(Your instructions): Please count how many lines below contain the word "OneShot" and give nothing but that figure.

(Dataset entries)
************

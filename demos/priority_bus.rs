//! # Example: priority_bus
//!
//! Handlers on ordered addresses, reentrant disconnects and address retirement.
//!
//! Demonstrates how to:
//! - Describe a bus with [`BusTraits`] (`ByIdAndOrdered` addresses, [`Ordered`] handlers).
//! - Connect handlers that sort by a priority they report through [`Compare`].
//! - Disconnect a handler from inside its own callback.
//! - Watch addresses being created and retired through `tracing`.
//! - Tolerate a double connect on a [`Single`] address with [`ViolationMode::Log`].
//!
//! ## Flow
//! ```text
//! connect(channel, handler) ──► address created (debug)
//! broadcast(mix)
//!   ├─► channel 1: ducking(0) ─► music(5) ─► sfx(5)
//!   └─► channel 2: voice(1)   (disconnects itself)
//! drop connections ──► address retired (debug)
//! ```
//!
//! ## Run
//! ```bash
//! RUST_LOG=handlerbus=debug cargo run --example priority_bus
//! ```

use std::cell::{Cell, RefCell};
use std::cmp::Ordering;
use std::rc::Rc;
use std::sync::Arc;

use tracing_subscriber::EnvFilter;

use handlerbus::{
    AddressPolicy, Bus, BusConfig, BusTraits, Compare, Connection, Ordered, Single, ViolationMode,
};

/// Audio mixer callbacks.
trait Mixer: Compare<Order = i32> {
    fn mix(&self, frame: u64);
    fn label(&self) -> &str;
}

struct Channels;

impl BusTraits for Channels {
    type Handler = dyn Mixer;
    type BusId = u8;
    type Storage = Ordered<dyn Mixer>;
    const ADDRESS_POLICY: AddressPolicy = AddressPolicy::ByIdAndOrdered;

    fn bus_id_order(left: &u8, right: &u8) -> Ordering {
        left.cmp(right)
    }
}

/// One output device; only one driver may own it.
struct Device;

impl BusTraits for Device {
    type Handler = dyn Mixer;
    type BusId = ();
    type Storage = Single<dyn Mixer>;
}

struct Stage {
    name: String,
    priority: i32,
    calls: Cell<u32>,
}

impl Stage {
    fn new(name: &str, priority: i32) -> Arc<Self> {
        Arc::new(Self {
            name: name.to_string(),
            priority,
            calls: Cell::new(0),
        })
    }
}

impl Compare for Stage {
    type Order = i32;
    fn order(&self) -> i32 {
        self.priority
    }
}

impl Mixer for Stage {
    fn mix(&self, frame: u64) {
        self.calls.set(self.calls.get() + 1);
        println!("[frame {frame}] {} (priority {})", self.name, self.priority);
    }

    fn label(&self) -> &str {
        &self.name
    }
}

/// Plays once, then disconnects itself.
struct OneShot {
    name: String,
    connection: Rc<RefCell<Option<Connection<Channels>>>>,
}

impl Compare for OneShot {
    type Order = i32;
    fn order(&self) -> i32 {
        1
    }
}

impl Mixer for OneShot {
    fn mix(&self, frame: u64) {
        println!("[frame {frame}] {} (one-shot, disconnecting)", self.name);
        self.connection.borrow_mut().take();
    }

    fn label(&self) -> &str {
        &self.name
    }
}

fn main() -> anyhow::Result<()> {
    tracing_subscriber::fmt()
        .with_env_filter(EnvFilter::from_default_env().add_directive("handlerbus=debug".parse()?))
        .init();

    let bus = Bus::<Channels>::new(BusConfig::named("mixer"));

    let music = Stage::new("music", 5);
    let sfx = Stage::new("sfx", 5);
    let ducking = Stage::new("ducking", 0);
    let music_h: Arc<dyn Mixer> = music.clone();
    let sfx_h: Arc<dyn Mixer> = sfx.clone();
    let ducking_h: Arc<dyn Mixer> = ducking;

    let connections = vec![
        bus.connect(1, &music_h),
        bus.connect(1, &sfx_h),
        bus.connect(1, &ducking_h),
    ];

    let slot = Rc::new(RefCell::new(None));
    let voice: Arc<dyn Mixer> = Arc::new(OneShot {
        name: "voice".to_string(),
        connection: Rc::clone(&slot),
    });
    *slot.borrow_mut() = Some(bus.connect(2, &voice));

    for frame in 0..2 {
        bus.broadcast(|h| h.mix(frame));
    }
    println!(
        "addresses: {}, handlers: {}, music mixed {} times",
        bus.bus_count(),
        bus.total_handlers(),
        music.calls.get()
    );

    let first = bus
        .find_first_handler(&1)
        .map(|h| h.label().to_string())
        .unwrap_or_default();
    println!("channel 1 starts with: {first}");

    drop(connections);
    println!("after disconnect: addresses = {}", bus.bus_count());

    // A second driver on a Single address is a contract violation; in Log
    // mode it is reported and the newer driver takes over.
    let device = Bus::<Device>::new(BusConfig {
        violation: ViolationMode::Log,
        ..BusConfig::named("device")
    });
    let alsa: Arc<dyn Mixer> = Stage::new("alsa", 0);
    let pulse: Arc<dyn Mixer> = Stage::new("pulse", 0);
    let old = device.connect((), &alsa);
    let new = device.connect((), &pulse);
    println!(
        "device driver: alsa connected = {}, pulse connected = {}",
        old.is_connected(),
        new.is_connected()
    );

    Ok(())
}
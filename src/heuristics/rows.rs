use super::{OrderLayout, ProductLine, ReferenceLayout, RowClassifier, RowShape, UnitReference};
use crate::quantity::{is_digits, parse_quantity, parse_units};

/// Reads order rows: a fixed-length numeric code, a label and a quantity cell.
#[derive(Debug, Clone, Default)]
pub struct OrderRowClassifier {
    layout: OrderLayout,
}

impl OrderRowClassifier {
    pub fn new(layout: OrderLayout) -> Self {
        Self { layout }
    }

    fn is_product_code(&self, cell: &str) -> bool {
        is_digits(cell) && cell.chars().count() == self.layout.code_length
    }
}

impl RowClassifier for OrderRowClassifier {
    type Record = ProductLine;

    fn classify(&self, row: &[String]) -> Result<Option<ProductLine>, RowShape> {
        let Some(code) = row.get(self.layout.code_column) else {
            return Ok(None);
        };
        if !self.is_product_code(code) {
            return Ok(None);
        }

        let expected = self.layout.label_column.max(self.layout.quantity_column) + 1;
        if row.len() < expected {
            return Err(RowShape {
                expected,
                found: row.len(),
            });
        }

        Ok(Some(ProductLine {
            code: code.clone(),
            label: row[self.layout.label_column].clone(),
            quantity: parse_quantity(Some(&row[self.layout.quantity_column])),
        }))
    }
}

/// Reads reference rows: a numeric code of any length and its units-per-box.
#[derive(Debug, Clone, Default)]
pub struct ReferenceRowClassifier {
    layout: ReferenceLayout,
}

impl ReferenceRowClassifier {
    pub fn new(layout: ReferenceLayout) -> Self {
        Self { layout }
    }
}

impl RowClassifier for ReferenceRowClassifier {
    type Record = UnitReference;

    fn classify(&self, row: &[String]) -> Result<Option<UnitReference>, RowShape> {
        let Some(code) = row.get(self.layout.code_column) else {
            return Ok(None);
        };
        if !is_digits(code) {
            return Ok(None);
        }

        let Some(units) = row.get(self.layout.units_column) else {
            return Err(RowShape {
                expected: self.layout.units_column + 1,
                found: row.len(),
            });
        };

        Ok(Some(UnitReference {
            code: code.clone(),
            units_per_box: parse_units(units),
        }))
    }
}

#[cfg(test)]
mod tests {
    use super::*;

    fn row(cells: &[&str]) -> Vec<String> {
        cells.iter().map(|c| c.to_string()).collect()
    }

    #[test]
    fn test_order_row_is_read() {
        let classifier = OrderRowClassifier::default();
        let record = classifier
            .classify(&row(&["123456", "Widget", "", "", "", "", "3,5"]))
            .unwrap()
            .unwrap();
        assert_eq!(
            record,
            ProductLine {
                code: "123456".to_string(),
                label: "Widget".to_string(),
                quantity: 3.5,
            }
        );
    }

    #[test]
    fn test_order_row_skips_headers_and_subtotals() {
        let classifier = OrderRowClassifier::default();
        for cells in [
            vec!["Code", "Libellé", "", "", "", "", "Qté"],
            vec!["", "Sous-total", "", "", "", "", "42"],
            vec!["12345", "Too short code", "", "", "", "", "1"],
            vec!["1234567", "Too long code", "", "", "", "", "1"],
            vec!["12345A", "Not numeric", "", "", "", "", "1"],
            vec![],
        ] {
            assert_eq!(classifier.classify(&row(&cells)).unwrap(), None);
        }
    }

    #[test]
    fn test_order_row_with_unreadable_quantity_counts_zero() {
        let classifier = OrderRowClassifier::default();
        let record = classifier
            .classify(&row(&["654321", "Gadget", "", "", "", "", "n/a"]))
            .unwrap()
            .unwrap();
        assert_eq!(record.quantity, 0.0);
    }

    #[test]
    fn test_short_order_row_is_malformed() {
        let classifier = OrderRowClassifier::default();
        let err = classifier
            .classify(&row(&["123456", "Widget", "3"]))
            .unwrap_err();
        assert_eq!(
            err,
            RowShape {
                expected: 7,
                found: 3
            }
        );
    }

    #[test]
    fn test_custom_order_layout() {
        let classifier = OrderRowClassifier::new(OrderLayout {
            code_column: 0,
            label_column: 1,
            quantity_column: 2,
            code_length: 4,
        });
        let record = classifier
            .classify(&row(&["0042", "Bolt", "10"]))
            .unwrap()
            .unwrap();
        assert_eq!(record.code, "0042");
        assert_eq!(record.quantity, 10.0);
    }

    #[test]
    fn test_reference_row_is_read() {
        let classifier = ReferenceRowClassifier::default();
        let record = classifier.classify(&row(&["123456", "12"])).unwrap().unwrap();
        assert_eq!(
            record,
            UnitReference {
                code: "123456".to_string(),
                units_per_box: 12,
            }
        );
    }

    #[test]
    fn test_reference_row_any_code_length_and_default_units() {
        let classifier = ReferenceRowClassifier::default();
        let record = classifier.classify(&row(&["42", "box"])).unwrap().unwrap();
        assert_eq!(record.code, "42");
        assert_eq!(record.units_per_box, 1);

        let record = classifier.classify(&row(&["42", ""])).unwrap().unwrap();
        assert_eq!(record.units_per_box, 1);
    }

    #[test]
    fn test_reference_row_skips_non_numeric_codes() {
        let classifier = ReferenceRowClassifier::default();
        assert_eq!(classifier.classify(&row(&["Code", "Unités"])).unwrap(), None);
        assert_eq!(classifier.classify(&row(&["", "12"])).unwrap(), None);
    }

    #[test]
    fn test_reference_row_without_units_cell_is_malformed() {
        let classifier = ReferenceRowClassifier::default();
        let err = classifier.classify(&row(&["123456"])).unwrap_err();
        assert_eq!(err.expected, 2);
        assert_eq!(err.found, 1);
    }
}
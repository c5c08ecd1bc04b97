// src/error.rs

//! Error types for the order totals pipeline.
//!
//! Local classification problems (unreadable quantities, odd unit cells) never
//! reach this type; they are absorbed where they occur. What remains here are
//! structural failures that abort a run.

/// Result alias used throughout the crate.
pub type Result<T> = std::result::Result<T, Error>;

#[derive(Debug, thiserror::Error)]
pub enum Error {
    /// A document could not be parsed as a PDF or one of its pages could not be read.
    #[error("failed to read document '{document}': {reason}")]
    Pdf { document: String, reason: String },

    /// A row matched a product predicate but is too short for the expected layout.
    #[error(
        "malformed row in '{document}' (page {page}, table {table}, row {row}): \
         expected at least {expected} cells, found {found}"
    )]
    MalformedRow {
        document: String,
        page: usize,
        table: usize,
        row: usize,
        expected: usize,
        found: usize,
    },

    /// Configuration could not be read or holds an unusable value.
    #[error("invalid configuration: {0}")]
    Config(String),

    /// Building the workbook archive failed.
    #[error("workbook archive error: {0}")]
    Zip(#[from] zip::result::ZipError),

    #[error("IO error: {0}")]
    Io(#[from] std::io::Error),
}

impl Error {
    pub(crate) fn pdf(document: &str, reason: impl std::fmt::Display) -> Self {
        Error::Pdf {
            document: document.to_string(),
            reason: reason.to_string(),
        }
    }
}

impl From<toml::de::Error> for Error {
    fn from(e: toml::de::Error) -> Self {
        Error::Config(e.to_string())
    }
}
// src/join.rs

use crate::aggregate::ProductTotal;
use crate::heuristics::UnitReference;
use serde::Serialize;
use std::collections::HashMap;
use tracing::{debug, info};

/// A product total with its units-per-box, when the reference knows the code.
#[derive(Debug, Clone, PartialEq, Serialize)]
pub struct JoinedRow {
    pub code: String,
    pub label: String,
    pub total_quantity: f64,
    pub units_per_box: Option<u32>,
}

impl JoinedRow {
    /// Boxes needed, for display. The workbook computes its own with a formula.
    pub fn box_count(&self) -> Option<f64> {
        self.units_per_box
            .map(|units| self.total_quantity / f64::from(units))
    }
}

/// Left join of totals with the reference entries on product code.
///
/// Every total appears exactly once, in input order. Reference codes with no
/// order activity are dropped. When the reference lists a code more than
/// once the last entry wins.
pub fn join_units(totals: Vec<ProductTotal>, references: &[UnitReference]) -> Vec<JoinedRow> {
    let mut units: HashMap<&str, u32> = HashMap::with_capacity(references.len());
    for reference in references {
        if let Some(previous) = units.insert(&reference.code, reference.units_per_box) {
            debug!(
                code = %reference.code,
                previous,
                current = reference.units_per_box,
                "Duplicate reference code, keeping the last one"
            );
        }
    }

    let rows: Vec<JoinedRow> = totals
        .into_iter()
        .map(|total| JoinedRow {
            units_per_box: units.get(total.code.as_str()).copied(),
            code: total.code,
            label: total.label,
            total_quantity: total.total_quantity,
        })
        .collect();

    let unmatched = rows.iter().filter(|r| r.units_per_box.is_none()).count();
    info!(rows = rows.len(), unmatched, "Joined totals with units per box");
    rows
}
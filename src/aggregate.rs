// src/aggregate.rs

use crate::heuristics::ProductLine;
use serde::Serialize;
use std::collections::BTreeMap;
use tracing::debug;

/// Total ordered quantity of one (code, label) pair across every document.
#[derive(Debug, Clone, PartialEq, Serialize)]
pub struct ProductTotal {
    pub code: String,
    pub label: String,
    pub total_quantity: f64,
}

/// Sum quantities per (code, label).
///
/// The same code under two spellings of its label gives two totals. Output is
/// sorted by code then label; input order does not matter.
pub fn aggregate<I>(lines: I) -> Vec<ProductTotal>
where
    I: IntoIterator<Item = ProductLine>,
{
    let mut totals: BTreeMap<(String, String), f64> = BTreeMap::new();
    let mut count = 0usize;

    for line in lines {
        *totals.entry((line.code, line.label)).or_insert(0.0) += line.quantity;
        count += 1;
    }

    debug!(lines = count, products = totals.len(), "Aggregated product lines");

    totals
        .into_iter()
        .map(|((code, label), total_quantity)| ProductTotal {
            code,
            label,
            total_quantity,
        })
        .collect()
}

************

(Exercise response): 4